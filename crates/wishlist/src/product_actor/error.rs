use crate::backend::BackendError;
use resource_actor::FrameworkError;
use thiserror::Error;

/// Product-specific errors.
#[derive(Debug, Error)]
pub enum ProductError {
    /// The submitted date does not match the gate constant.
    #[error("MAL GEI")]
    GateRejected,

    #[error("No image selected")]
    MissingImage,

    #[error("Title is required")]
    MissingTitle,

    #[error("Another submission is still in flight")]
    SubmissionInFlight,

    #[error(transparent)]
    Backend(#[from] BackendError),

    #[error("Actor communication error: {0}")]
    ActorCommunicationError(String),
}

impl ProductError {
    /// Recovers the typed error the product actor boxed into the framework error.
    pub fn from_framework(e: FrameworkError) -> Self {
        match e {
            FrameworkError::EntityError(inner) => match inner.downcast::<ProductError>() {
                Ok(product_error) => *product_error,
                Err(other) => ProductError::ActorCommunicationError(other.to_string()),
            },
            other => ProductError::ActorCommunicationError(other.to_string()),
        }
    }

    /// Whether the request was refused before any remote call.
    pub fn is_validation(&self) -> bool {
        matches!(
            self,
            ProductError::GateRejected
                | ProductError::MissingImage
                | ProductError::MissingTitle
                | ProductError::SubmissionInFlight
        )
    }
}

#[cfg(test)]
mod tests {
    use super::*;

    #[test]
    fn test_gate_message_is_exact() {
        assert_eq!(ProductError::GateRejected.to_string(), "MAL GEI");
    }

    #[test]
    fn test_from_framework_recovers_typed_error() {
        let recovered = ProductError::from_framework(FrameworkError::entity(ProductError::MissingImage));
        assert!(matches!(recovered, ProductError::MissingImage));

        let backend = ProductError::from_framework(FrameworkError::entity(ProductError::Backend(
            BackendError::NotFound("p1".into()),
        )));
        assert!(matches!(backend, ProductError::Backend(BackendError::NotFound(_))));
    }

    #[test]
    fn test_from_framework_channel_errors() {
        let closed = ProductError::from_framework(FrameworkError::ActorClosed);
        match closed {
            ProductError::ActorCommunicationError(msg) => assert_eq!(msg, "Actor closed"),
            other => panic!("expected ActorCommunicationError, got {other:?}"),
        }

        let foreign = ProductError::from_framework(FrameworkError::entity(std::io::Error::other("boom")));
        assert!(matches!(foreign, ProductError::ActorCommunicationError(msg) if msg == "boom"));
    }
}
use resource_actor::ActorClient;
use std::sync::Arc;
use wishlist::backend::memory::Operation;
use wishlist::backend::{BackendError, FileStore, MemoryBackend};
use wishlist::clients::ProductClient;
use wishlist::model::{CatalogQuery, ImageUpload, Priority, ProductCreate, ProductUpdate};
use wishlist::product_actor::{self, Gate, ProductContext, ProductError};

fn form(title: &str) -> ProductCreate {
    ProductCreate {
        title: title.to_string(),
        link: "https://x".to_string(),
        image: Some(ImageUpload::new("pic.png", "image/png", vec![7; 16])),
        priority: Priority::Medium,
        gate_date: "2024-05-03".to_string(),
    }
}

async fn spawn_actor() -> (Arc<MemoryBackend>, ProductClient) {
    let backend = Arc::new(MemoryBackend::new());
    let (actor, generic_client) = product_actor::new(8, CatalogQuery::all());
    tokio::spawn(actor.run(ProductContext::shared(backend.clone(), Gate::default())));
    let client = ProductClient::new(generic_client);
    client.refresh().await.unwrap();
    backend.clear_calls().await;
    (backend, client)
}

#[tokio::test]
async fn test_failed_record_creation_removes_uploaded_image() {
    let (backend, client) = spawn_actor().await;
    backend.fail_next(Operation::Create).await;

    let result = client.create_product(form("Lamp")).await;

    assert!(matches!(
        result,
        Err(ProductError::Backend(BackendError::Rejected { status: 503, .. }))
    ));
    assert_eq!(backend.file_count().await, 0);
    // no reload after a failed mutation
    assert_eq!(
        backend.calls().await,
        vec![Operation::Upload, Operation::Create, Operation::Remove]
    );
    assert!(!client.is_submitting());
}

#[tokio::test]
async fn test_failed_upload_creates_nothing() {
    let (backend, client) = spawn_actor().await;
    backend.fail_next(Operation::Upload).await;

    let result = client.create_product(form("Lamp")).await;

    assert!(matches!(result, Err(ProductError::Backend(_))));
    assert_eq!(backend.calls().await, vec![Operation::Upload]);
    assert!(client.snapshot().is_empty());
}

#[tokio::test]
async fn test_local_checks_run_before_any_remote_call() {
    let (backend, client) = spawn_actor().await;

    let mut no_image = form("Lamp");
    no_image.image = None;
    let result = client.create_product(no_image).await;
    assert!(matches!(result, Err(ProductError::MissingImage)));

    let result = client.create_product(form("   ")).await;
    assert!(matches!(result, Err(ProductError::MissingTitle)));

    // the gate is checked first
    let mut both = form("");
    both.gate_date = "2024-05-04".to_string();
    both.image = None;
    let err = client.create_product(both).await.unwrap_err();
    assert!(err.is_validation());
    assert_eq!(err.to_string(), "MAL GEI");

    assert!(backend.calls().await.is_empty());
}

#[tokio::test]
async fn test_failed_refresh_keeps_previous_snapshot() {
    let (backend, client) = spawn_actor().await;
    client.create_product(form("Lamp")).await.unwrap();
    assert_eq!(client.snapshot().len(), 1);

    backend.fail_next(Operation::List).await;
    let result = client.refresh().await;

    assert!(matches!(result, Err(ProductError::Backend(_))));
    assert_eq!(client.snapshot().len(), 1);
    assert_eq!(client.snapshot()[0].title, "Lamp");
}

#[tokio::test]
async fn test_failed_reload_after_mutation_still_reports_success() {
    let (backend, client) = spawn_actor().await;
    let lamp = client.create_product(form("Lamp")).await.unwrap();

    backend.fail_next(Operation::List).await;
    let stored = client.set_purchased(lamp.id.clone(), true).await.unwrap();

    assert!(stored);
    // stale until the next successful load
    assert!(!client.snapshot()[0].purchased);
    client.refresh().await.unwrap();
    assert!(client.snapshot()[0].purchased);
}

#[tokio::test]
async fn test_delete_tolerates_missing_image() {
    let (backend, client) = spawn_actor().await;
    let lamp = client.create_product(form("Lamp")).await.unwrap();
    backend.remove(&lamp.image_id).await.unwrap();

    client
        .delete_product(lamp.id.clone(), lamp.image_id.clone())
        .await
        .unwrap();

    assert!(client.snapshot().is_empty());
}

#[tokio::test]
async fn test_delete_aborts_when_image_removal_fails() {
    let (backend, client) = spawn_actor().await;
    let lamp = client.create_product(form("Lamp")).await.unwrap();
    backend.clear_calls().await;
    backend.fail_next(Operation::Remove).await;

    let result = client
        .delete_product(lamp.id.clone(), lamp.image_id.clone())
        .await;

    assert!(matches!(result, Err(ProductError::Backend(_))));
    assert_eq!(backend.calls().await, vec![Operation::Remove]);
    assert_eq!(client.snapshot().len(), 1);
    assert!(backend.has_file(&lamp.image_id).await);
}

#[tokio::test]
async fn test_update_requires_title_and_unknown_id_is_not_found() {
    let (backend, client) = spawn_actor().await;
    let lamp = client.create_product(form("Lamp")).await.unwrap();

    let mut blank = ProductUpdate::from(&lamp);
    blank.title = String::new();
    let result = client.update_product(lamp.id.clone(), blank).await;
    assert!(matches!(result, Err(ProductError::MissingTitle)));

    let result = client
        .update_product("product_404".into(), ProductUpdate::from(&lamp))
        .await;
    assert!(matches!(
        result,
        Err(ProductError::Backend(BackendError::NotFound(_)))
    ));
    assert_eq!(backend.file_count().await, 1);
}
//! # Framework Errors
//!
//! Common error types used throughout the actor framework. Entity errors travel boxed
//! inside [`FrameworkError::EntityError`]; domain clients downcast them back.

/// Errors that can occur within the actor framework itself.
#[derive(Debug, thiserror::Error)]
pub enum FrameworkError {
    #[error("Actor closed")]
    ActorClosed,
    #[error("Actor dropped response channel")]
    ActorDropped,
    #[error("Entity error: {0}")]
    EntityError(Box<dyn std::error::Error + Send + Sync>),
}

impl FrameworkError {
    /// Wraps an entity error.
    pub fn entity<E: std::error::Error + Send + Sync + 'static>(e: E) -> Self {
        FrameworkError::EntityError(Box::new(e))
    }
}
//! In-process stand-in for both stores.
//!
//! Used by the tests and by the demo binary when no endpoint is configured. It records
//! every call and can be told to fail the next call of a given kind.

use super::{BackendError, FileStore, ProductStore};
use crate::model::{CatalogQuery, FileId, ImageUpload, NewProduct, Product, ProductId, ProductPatch};
use async_trait::async_trait;
use std::collections::{HashMap, HashSet};
use tokio::sync::Mutex;
use tracing::debug;

/// The remote calls a backend can receive.
#[derive(Debug, Clone, Copy, PartialEq, Eq, Hash)]
pub enum Operation {
    List,
    Create,
    Update,
    Delete,
    Upload,
    Remove,
}

#[derive(Default)]
struct State {
    products: Vec<Product>,
    files: HashMap<FileId, ImageUpload>,
    next_product: u64,
    next_file: u64,
    failures: HashSet<Operation>,
    calls: Vec<Operation>,
}

impl State {
    /// Logs the call and consumes a pending injected failure for it.
    fn enter(&mut self, operation: Operation) -> Result<(), BackendError> {
        self.calls.push(operation);
        if self.failures.remove(&operation) {
            debug!(?operation, "Injected failure");
            return Err(BackendError::Rejected {
                status: 503,
                message: format!("injected {operation:?} failure"),
            });
        }
        Ok(())
    }
}

#[derive(Default)]
pub struct MemoryBackend {
    state: Mutex<State>,
}

impl MemoryBackend {
    pub fn new() -> Self {
        Self::default()
    }

    /// Makes the next call of `operation` fail with a 503.
    pub async fn fail_next(&self, operation: Operation) {
        self.state.lock().await.failures.insert(operation);
    }

    /// Every call received so far, in order.
    pub async fn calls(&self) -> Vec<Operation> {
        self.state.lock().await.calls.clone()
    }

    pub async fn clear_calls(&self) {
        self.state.lock().await.calls.clear();
    }

    pub async fn has_file(&self, id: &FileId) -> bool {
        self.state.lock().await.files.contains_key(id)
    }

    pub async fn file_count(&self) -> usize {
        self.state.lock().await.files.len()
    }
}

#[async_trait]
impl ProductStore for MemoryBackend {
    async fn list(&self, query: &CatalogQuery) -> Result<Vec<Product>, BackendError> {
        let mut state = self.state.lock().await;
        state.enter(Operation::List)?;
        Ok(state
            .products
            .iter()
            .filter(|product| query.matches(product))
            .cloned()
            .collect())
    }

    async fn create(&self, record: NewProduct) -> Result<Product, BackendError> {
        let mut state = self.state.lock().await;
        state.enter(Operation::Create)?;
        state.next_product += 1;
        let product = Product {
            id: ProductId(format!("product_{}", state.next_product)),
            title: record.title,
            product_url: record.link,
            image_id: record.image_id,
            priority: Some(record.priority),
            purchased: false,
        };
        state.products.push(product.clone());
        Ok(product)
    }

    async fn update(&self, id: &ProductId, patch: ProductPatch) -> Result<Product, BackendError> {
        let mut state = self.state.lock().await;
        state.enter(Operation::Update)?;
        let product = state
            .products
            .iter_mut()
            .find(|product| &product.id == id)
            .ok_or_else(|| BackendError::NotFound(id.to_string()))?;
        if let Some(title) = patch.title {
            product.title = title;
        }
        if let Some(link) = patch.link {
            product.product_url = link;
        }
        if let Some(priority) = patch.priority {
            product.priority = Some(priority);
        }
        if let Some(purchased) = patch.purchased {
            product.purchased = purchased;
        }
        Ok(product.clone())
    }

    async fn delete(&self, id: &ProductId) -> Result<(), BackendError> {
        let mut state = self.state.lock().await;
        state.enter(Operation::Delete)?;
        let before = state.products.len();
        state.products.retain(|product| &product.id != id);
        if state.products.len() == before {
            return Err(BackendError::NotFound(id.to_string()));
        }
        Ok(())
    }
}

#[async_trait]
impl FileStore for MemoryBackend {
    async fn upload(&self, image: ImageUpload) -> Result<FileId, BackendError> {
        let mut state = self.state.lock().await;
        state.enter(Operation::Upload)?;
        state.next_file += 1;
        let id = FileId(format!("file_{}", state.next_file));
        state.files.insert(id.clone(), image);
        Ok(id)
    }

    async fn remove(&self, id: &FileId) -> Result<(), BackendError> {
        let mut state = self.state.lock().await;
        state.enter(Operation::Remove)?;
        state
            .files
            .remove(id)
            .map(|_| ())
            .ok_or_else(|| BackendError::NotFound(id.to_string()))
    }

    fn view_url(&self, id: &FileId) -> String {
        format!("memory://files/{id}")
    }
}

#[cfg(test)]
mod tests {
    use super::*;
    use crate::model::Priority;

    fn record(title: &str, image_id: FileId) -> NewProduct {
        NewProduct {
            title: title.to_string(),
            link: "https://x".to_string(),
            image_id,
            priority: Priority::High,
        }
    }

    #[tokio::test]
    async fn test_crud_and_query() {
        let backend = MemoryBackend::new();
        let image = backend
            .upload(ImageUpload::new("a.png", "image/png", vec![1, 2, 3]))
            .await
            .unwrap();
        let lamp = backend.create(record("Lamp", image.clone())).await.unwrap();
        assert_eq!(lamp.id.as_str(), "product_1");
        assert!(!lamp.purchased);

        backend
            .update(&lamp.id, ProductPatch::purchased(true))
            .await
            .unwrap();
        assert!(backend.list(&CatalogQuery::pending()).await.unwrap().is_empty());
        assert_eq!(backend.list(&CatalogQuery::purchased()).await.unwrap().len(), 1);

        backend.delete(&lamp.id).await.unwrap();
        backend.remove(&image).await.unwrap();
        assert!(backend.list(&CatalogQuery::all()).await.unwrap().is_empty());
        assert_eq!(backend.file_count().await, 0);
    }

    #[tokio::test]
    async fn test_injected_failure_is_one_shot_and_recorded() {
        let backend = MemoryBackend::new();
        backend.fail_next(Operation::List).await;

        let first = backend.list(&CatalogQuery::all()).await;
        assert!(matches!(first, Err(BackendError::Rejected { status: 503, .. })));
        assert!(backend.list(&CatalogQuery::all()).await.is_ok());
        assert_eq!(backend.calls().await, vec![Operation::List, Operation::List]);
    }

    #[tokio::test]
    async fn test_missing_records_report_not_found() {
        let backend = MemoryBackend::new();
        let id = ProductId::from("product_9");
        assert!(matches!(
            backend.update(&id, ProductPatch::default()).await,
            Err(BackendError::NotFound(_))
        ));
        assert!(matches!(
            backend.remove(&FileId::from("file_9")).await,
            Err(BackendError::NotFound(_))
        ));
        assert_eq!(backend.view_url(&FileId::from("file_9")), "memory://files/file_9");
    }
}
########
Please restate only the opening stretch of the records above: every line from the first through the one containing "the framework error.", exactly as written.

» Your response:
filename crates/wishlist/src/product_actor/error.rs
use crate::backend::BackendError;
use resource_actor::FrameworkError;
use thiserror::Error;

/// Product-specific errors.
#[derive(Debug, Error)]
pub enum ProductError {
    /// The submitted date does not match the gate constant.
    #[error("MAL GEI")]
    GateRejected,

    #[error("No image selected")]
    MissingImage,

    #[error("Title is required")]
    MissingTitle,

    #[error("Another submission is still in flight")]
    SubmissionInFlight,

    #[error(transparent)]
    Backend(#[from] BackendError),

    #[error("Actor communication error: {0}")]
    ActorCommunicationError(String),
}

impl ProductError {
    /// Recovers the typed error the product actor boxed into the framework error.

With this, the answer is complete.